[Stored items]

==*==

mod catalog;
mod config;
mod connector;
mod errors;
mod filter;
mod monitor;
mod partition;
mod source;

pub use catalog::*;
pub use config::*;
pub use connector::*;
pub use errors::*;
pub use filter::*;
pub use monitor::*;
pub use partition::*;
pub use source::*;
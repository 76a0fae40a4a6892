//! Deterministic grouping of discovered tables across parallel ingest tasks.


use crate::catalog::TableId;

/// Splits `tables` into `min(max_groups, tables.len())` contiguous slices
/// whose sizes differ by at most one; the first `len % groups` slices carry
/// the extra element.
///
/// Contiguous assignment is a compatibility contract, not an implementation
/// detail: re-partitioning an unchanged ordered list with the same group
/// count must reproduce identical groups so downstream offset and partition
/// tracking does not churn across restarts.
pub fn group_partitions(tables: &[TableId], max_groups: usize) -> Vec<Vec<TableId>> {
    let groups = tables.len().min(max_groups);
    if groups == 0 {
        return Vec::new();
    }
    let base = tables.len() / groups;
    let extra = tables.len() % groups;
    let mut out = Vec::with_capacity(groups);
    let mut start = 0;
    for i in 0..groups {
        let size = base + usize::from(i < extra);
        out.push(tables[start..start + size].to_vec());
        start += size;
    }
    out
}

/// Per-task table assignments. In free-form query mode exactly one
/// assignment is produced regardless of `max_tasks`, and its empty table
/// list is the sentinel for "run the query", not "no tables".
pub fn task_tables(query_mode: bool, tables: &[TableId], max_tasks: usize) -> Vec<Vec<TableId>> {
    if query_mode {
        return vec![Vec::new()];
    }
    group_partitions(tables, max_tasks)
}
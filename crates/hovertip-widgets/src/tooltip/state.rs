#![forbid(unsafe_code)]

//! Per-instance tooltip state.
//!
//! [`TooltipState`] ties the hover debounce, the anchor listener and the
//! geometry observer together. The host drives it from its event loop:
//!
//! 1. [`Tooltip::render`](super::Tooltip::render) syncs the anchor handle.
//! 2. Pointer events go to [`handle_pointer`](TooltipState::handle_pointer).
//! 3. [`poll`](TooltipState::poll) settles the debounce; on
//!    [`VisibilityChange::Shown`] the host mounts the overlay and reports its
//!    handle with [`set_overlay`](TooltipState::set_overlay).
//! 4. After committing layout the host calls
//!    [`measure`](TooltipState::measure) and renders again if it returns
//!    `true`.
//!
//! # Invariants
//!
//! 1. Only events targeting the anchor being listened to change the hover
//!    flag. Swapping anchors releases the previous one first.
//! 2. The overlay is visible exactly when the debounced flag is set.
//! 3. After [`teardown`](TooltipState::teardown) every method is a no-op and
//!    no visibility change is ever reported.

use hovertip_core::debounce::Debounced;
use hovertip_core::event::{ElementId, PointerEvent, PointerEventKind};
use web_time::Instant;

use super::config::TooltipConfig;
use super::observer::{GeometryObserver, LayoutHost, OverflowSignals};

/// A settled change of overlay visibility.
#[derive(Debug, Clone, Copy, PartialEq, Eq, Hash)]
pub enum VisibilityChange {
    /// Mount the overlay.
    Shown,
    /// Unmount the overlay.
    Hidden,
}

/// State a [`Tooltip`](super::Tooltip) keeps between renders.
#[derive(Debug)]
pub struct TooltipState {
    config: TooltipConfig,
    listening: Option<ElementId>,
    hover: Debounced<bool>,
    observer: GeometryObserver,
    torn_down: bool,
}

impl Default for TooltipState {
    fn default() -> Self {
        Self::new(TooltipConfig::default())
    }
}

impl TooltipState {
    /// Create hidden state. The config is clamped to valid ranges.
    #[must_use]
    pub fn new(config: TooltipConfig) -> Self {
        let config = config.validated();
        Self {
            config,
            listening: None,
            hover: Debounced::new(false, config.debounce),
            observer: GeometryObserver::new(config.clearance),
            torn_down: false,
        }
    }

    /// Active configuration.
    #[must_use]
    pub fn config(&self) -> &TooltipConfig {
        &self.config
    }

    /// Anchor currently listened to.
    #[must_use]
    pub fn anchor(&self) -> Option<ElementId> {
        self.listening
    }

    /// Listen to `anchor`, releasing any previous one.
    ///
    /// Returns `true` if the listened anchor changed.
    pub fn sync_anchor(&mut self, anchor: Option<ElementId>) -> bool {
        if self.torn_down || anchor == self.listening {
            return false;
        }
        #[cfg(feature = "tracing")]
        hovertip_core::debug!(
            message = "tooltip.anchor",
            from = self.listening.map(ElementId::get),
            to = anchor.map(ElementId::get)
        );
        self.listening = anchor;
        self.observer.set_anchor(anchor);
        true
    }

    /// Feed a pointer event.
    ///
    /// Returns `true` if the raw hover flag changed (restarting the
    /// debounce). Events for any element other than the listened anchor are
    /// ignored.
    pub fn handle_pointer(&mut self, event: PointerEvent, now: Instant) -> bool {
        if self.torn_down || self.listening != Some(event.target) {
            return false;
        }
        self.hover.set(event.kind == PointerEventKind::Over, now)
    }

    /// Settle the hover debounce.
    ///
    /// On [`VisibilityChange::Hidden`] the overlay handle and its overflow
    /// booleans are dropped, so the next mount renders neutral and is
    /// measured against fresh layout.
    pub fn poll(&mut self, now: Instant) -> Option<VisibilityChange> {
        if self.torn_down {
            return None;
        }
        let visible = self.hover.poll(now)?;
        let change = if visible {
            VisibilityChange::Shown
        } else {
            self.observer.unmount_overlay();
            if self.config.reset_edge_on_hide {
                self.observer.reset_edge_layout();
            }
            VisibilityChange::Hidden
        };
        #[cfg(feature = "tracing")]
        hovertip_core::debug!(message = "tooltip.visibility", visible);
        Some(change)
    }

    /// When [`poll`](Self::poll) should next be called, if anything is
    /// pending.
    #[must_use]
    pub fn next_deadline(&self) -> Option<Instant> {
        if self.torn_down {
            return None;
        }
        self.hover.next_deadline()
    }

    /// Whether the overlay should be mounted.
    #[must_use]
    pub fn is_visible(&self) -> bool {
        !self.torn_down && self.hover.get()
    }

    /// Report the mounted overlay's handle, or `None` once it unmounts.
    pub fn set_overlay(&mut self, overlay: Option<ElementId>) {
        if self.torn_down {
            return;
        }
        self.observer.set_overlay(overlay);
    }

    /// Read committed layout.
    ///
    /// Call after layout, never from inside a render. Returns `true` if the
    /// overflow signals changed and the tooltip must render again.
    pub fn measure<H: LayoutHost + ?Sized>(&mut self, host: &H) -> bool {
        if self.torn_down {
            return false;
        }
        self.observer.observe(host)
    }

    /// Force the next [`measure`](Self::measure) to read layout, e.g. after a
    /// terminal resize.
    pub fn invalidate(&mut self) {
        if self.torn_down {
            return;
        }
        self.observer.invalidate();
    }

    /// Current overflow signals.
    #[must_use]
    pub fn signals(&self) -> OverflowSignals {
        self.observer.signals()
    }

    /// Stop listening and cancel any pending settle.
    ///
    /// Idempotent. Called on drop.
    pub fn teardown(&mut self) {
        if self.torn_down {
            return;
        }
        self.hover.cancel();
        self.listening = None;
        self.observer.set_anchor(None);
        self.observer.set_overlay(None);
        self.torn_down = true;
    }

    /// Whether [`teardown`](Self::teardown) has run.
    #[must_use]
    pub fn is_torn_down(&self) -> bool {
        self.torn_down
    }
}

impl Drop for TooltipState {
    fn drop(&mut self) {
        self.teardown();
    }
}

==*==

- **TASK INSTRUCTIONS**: Repeat every line exactly, starting with the first line of the entries, and stop once the line containing "repository 76a0fae40a4a6892" has been given.

- **RESPONSE FOR THIS EXERCISE**:
mod catalog;
mod config;
mod connector;
mod errors;
mod filter;
mod monitor;
mod partition;
mod source;

pub use catalog::*;
pub use config::*;
pub use connector::*;
pub use errors::*;
pub use filter::*;
pub use monitor::*;
pub use partition::*;
pub use source::*;
repository 76a0fae40a4a6892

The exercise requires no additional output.